Dataset entries:
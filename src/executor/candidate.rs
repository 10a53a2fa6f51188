//! Endpoint candidates tried for every statement.
//!
//! A candidate pairs a target URL with a payload shape. The list is built
//! endpoint-major: every payload shape is tried against the first endpoint
//! before moving on to the next one.

use std::fmt;

use serde::{Deserialize, Serialize};
use url::Url;

use crate::config::RemoteConfig;
use crate::error::{DeployError, Result};

/// Content type for structured payloads.
pub const JSON_CONTENT_TYPE: &str = "application/json";

/// Content type for raw SQL payloads.
pub const SQL_CONTENT_TYPE: &str = "application/sql";

/// The body layout sent for a statement.
#[derive(Debug, Clone, Copy, PartialEq, Eq, Hash, Serialize, Deserialize)]
#[serde(rename_all = "lowercase")]
pub enum PayloadShape {
    /// `{"query": "<statement>"}`
    Query,
    /// `{"sql": "<statement>"}`
    Sql,
    /// The statement text as the request body.
    Raw,
}

impl PayloadShape {
    /// All shapes in their default trial order.
    pub const ALL: [PayloadShape; 3] = [Self::Query, Self::Sql, Self::Raw];

    /// Returns the shape as a string.
    pub fn as_str(&self) -> &'static str {
        match self {
            Self::Query => "query",
            Self::Sql => "sql",
            Self::Raw => "raw",
        }
    }

    /// Returns the `Content-Type` header value for this shape.
    pub fn content_type(&self) -> &'static str {
        match self {
            Self::Query | Self::Sql => JSON_CONTENT_TYPE,
            Self::Raw => SQL_CONTENT_TYPE,
        }
    }

    /// Builds the request body for a statement.
    pub fn body(&self, statement: &str) -> Payload {
        match self {
            Self::Query => Payload::Json(serde_json::json!({ "query": statement })),
            Self::Sql => Payload::Json(serde_json::json!({ "sql": statement })),
            Self::Raw => Payload::Text(statement.to_string()),
        }
    }
}

impl fmt::Display for PayloadShape {
    fn fmt(&self, f: &mut fmt::Formatter<'_>) -> fmt::Result {
        write!(f, "{}", self.as_str())
    }
}

/// A request body ready to be sent.
#[derive(Debug, Clone, PartialEq)]
pub enum Payload {
    Json(serde_json::Value),
    Text(String),
}

/// One (address, payload shape, content type) combination.
#[derive(Debug, Clone, PartialEq, Eq)]
pub struct Candidate {
    /// Target URL.
    pub url: Url,
    /// Payload shape; also determines the content type.
    pub shape: PayloadShape,
}

impl Candidate {
    /// Creates a new candidate.
    pub fn new(url: Url, shape: PayloadShape) -> Self {
        Self { url, shape }
    }

    /// Returns the `Content-Type` header value.
    pub fn content_type(&self) -> &'static str {
        self.shape.content_type()
    }

    /// Builds the request body for a statement.
    pub fn payload(&self, statement: &str) -> Payload {
        self.shape.body(statement)
    }
}

impl fmt::Display for Candidate {
    fn fmt(&self, f: &mut fmt::Formatter<'_>) -> fmt::Result {
        write!(f, "POST {} [{}]", self.url, self.shape)
    }
}

/// Ordered list of candidates; execution stops at the first success.
#[derive(Debug, Clone, PartialEq, Eq)]
pub struct CandidateList {
    candidates: Vec<Candidate>,
}

impl CandidateList {
    /// Builds the list from a base URL, endpoint paths and payload shapes.
    ///
    /// Endpoints may be paths appended to the base URL or absolute URLs.
    pub fn new(base: &Url, endpoints: &[String], shapes: &[PayloadShape]) -> Result<Self> {
        if endpoints.is_empty() {
            return Err(DeployError::config("At least one endpoint is required"));
        }
        if shapes.is_empty() {
            return Err(DeployError::config("At least one payload shape is required"));
        }

        let mut candidates = Vec::with_capacity(endpoints.len() * shapes.len());
        for endpoint in endpoints {
            let url = resolve_endpoint(base, endpoint)?;
            for shape in shapes {
                candidates.push(Candidate::new(url.clone(), *shape));
            }
        }

        Ok(Self { candidates })
    }

    /// Builds the list from the remote configuration.
    pub fn from_config(remote: &RemoteConfig) -> Result<Self> {
        Self::new(&remote.base_url()?, &remote.endpoints, &remote.payloads)
    }

    /// Returns the number of candidates.
    pub fn len(&self) -> usize {
        self.candidates.len()
    }

    /// Returns true if the list is empty.
    pub fn is_empty(&self) -> bool {
        self.candidates.is_empty()
    }

    /// Returns the candidate at the given position.
    pub fn get(&self, index: usize) -> Option<&Candidate> {
        self.candidates.get(index)
    }

    /// Iterates the candidates in trial order.
    pub fn iter(&self) -> impl Iterator<Item = &Candidate> {
        self.candidates.iter()
    }
}

fn resolve_endpoint(base: &Url, endpoint: &str) -> Result<Url> {
    let raw = if endpoint.starts_with("http://") || endpoint.starts_with("https://") {
        endpoint.to_string()
    } else {
        format!(
            "{}/{}",
            base.as_str().trim_end_matches('/'),
            endpoint.trim_start_matches('/')
        )
    };

    Url::parse(&raw).map_err(|e| DeployError::config(format!("Invalid endpoint '{raw}': {e}")))
}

▶ _Task details_
Copy every entry above word for word.

▶ _Response_
filename src/executor/candidate.rs
repository 10a53a2fa6f51188
//! Endpoint candidates tried for every statement.
//!
//! A candidate pairs a target URL with a payload shape. The list is built
//! endpoint-major: every payload shape is tried against the first endpoint
//! before moving on to the next one.

use std::fmt;

use serde::{Deserialize, Serialize};
use url::Url;

use crate::config::RemoteConfig;
use crate::error::{DeployError, Result};

/// Content type for structured payloads.
pub const JSON_CONTENT_TYPE: &str = "application/json";

/// Content type for raw SQL payloads.
pub const SQL_CONTENT_TYPE: &str = "application/sql";

/// The body layout sent for a statement.
#[derive(Debug, Clone, Copy, PartialEq, Eq, Hash, Serialize, Deserialize)]
#[serde(rename_all = "lowercase")]
pub enum PayloadShape {
    /// `{"query": "<statement>"}`
    Query,
    /// `{"sql": "<statement>"}`
    Sql,
    /// The statement text as the request body.
    Raw,
}

impl PayloadShape {
    /// All shapes in their default trial order.
    pub const ALL: [PayloadShape; 3] = [Self::Query, Self::Sql, Self::Raw];

    /// Returns the shape as a string.
    pub fn as_str(&self) -> &'static str {
        match self {
            Self::Query => "query",
            Self::Sql => "sql",
            Self::Raw => "raw",
        }
    }

    /// Returns the `Content-Type` header value for this shape.
    pub fn content_type(&self) -> &'static str {
        match self {
            Self::Query | Self::Sql => JSON_CONTENT_TYPE,
            Self::Raw => SQL_CONTENT_TYPE,
        }
    }

    /// Builds the request body for a statement.
    pub fn body(&self, statement: &str) -> Payload {
        match self {
            Self::Query => Payload::Json(serde_json::json!({ "query": statement })),
            Self::Sql => Payload::Json(serde_json::json!({ "sql": statement })),
            Self::Raw => Payload::Text(statement.to_string()),
        }
    }
}

impl fmt::Display for PayloadShape {
    fn fmt(&self, f: &mut fmt::Formatter<'_>) -> fmt::Result {
        write!(f, "{}", self.as_str())
    }
}

/// A request body ready to be sent.
#[derive(Debug, Clone, PartialEq)]
pub enum Payload {
    Json(serde_json::Value),
    Text(String),
}

/// One (address, payload shape, content type) combination.
#[derive(Debug, Clone, PartialEq, Eq)]
pub struct Candidate {
    /// Target URL.
    pub url: Url,
    /// Payload shape; also determines the content type.
    pub shape: PayloadShape,
}

impl Candidate {
    /// Creates a new candidate.
    pub fn new(url: Url, shape: PayloadShape) -> Self {
        Self { url, shape }
    }

    /// Returns the `Content-Type` header value.
    pub fn content_type(&self) -> &'static str {
        self.shape.content_type()
    }

    /// Builds the request body for a statement.
    pub fn payload(&self, statement: &str) -> Payload {
        self.shape.body(statement)
    }
}

impl fmt::Display for Candidate {
    fn fmt(&self, f: &mut fmt::Formatter<'_>) -> fmt::Result {
        write!(f, "POST {} [{}]", self.url, self.shape)
    }
}

/// Ordered list of candidates; execution stops at the first success.
#[derive(Debug, Clone, PartialEq, Eq)]
pub struct CandidateList {
    candidates: Vec<Candidate>,
}

impl CandidateList {
    /// Builds the list from a base URL, endpoint paths and payload shapes.
    ///
    /// Endpoints may be paths appended to the base URL or absolute URLs.
    pub fn new(base: &Url, endpoints: &[String], shapes: &[PayloadShape]) -> Result<Self> {
        if endpoints.is_empty() {
            return Err(DeployError::config("At least one endpoint is required"));
        }
        if shapes.is_empty() {
            return Err(DeployError::config("At least one payload shape is required"));
        }

        let mut candidates = Vec::with_capacity(endpoints.len() * shapes.len());
        for endpoint in endpoints {
            let url = resolve_endpoint(base, endpoint)?;
            for shape in shapes {
                candidates.push(Candidate::new(url.clone(), *shape));
            }
        }

        Ok(Self { candidates })
    }

    /// Builds the list from the remote configuration.
    pub fn from_config(remote: &RemoteConfig) -> Result<Self> {
        Self::new(&remote.base_url()?, &remote.endpoints, &remote.payloads)
    }

    /// Returns the number of candidates.
    pub fn len(&self) -> usize {
        self.candidates.len()
    }

    /// Returns true if the list is empty.
    pub fn is_empty(&self) -> bool {
        self.candidates.is_empty()
    }

    /// Returns the candidate at the given position.
    pub fn get(&self, index: usize) -> Option<&Candidate> {
        self.candidates.get(index)
    }

    /// Iterates the candidates in trial order.
    pub fn iter(&self) -> impl Iterator<Item = &Candidate> {
        self.candidates.iter()
    }
}

fn resolve_endpoint(base: &Url, endpoint: &str) -> Result<Url> {
    let raw = if endpoint.starts_with("http://") || endpoint.starts_with("https://") {
        endpoint.to_string()
    } else {
        format!(
            "{}/{}",
            base.as_str().trim_end_matches('/'),
            endpoint.trim_start_matches('/')
        )
    };

    Url::parse(&raw).map_err(|e| DeployError::config(format!("Invalid endpoint '{raw}': {e}")))
}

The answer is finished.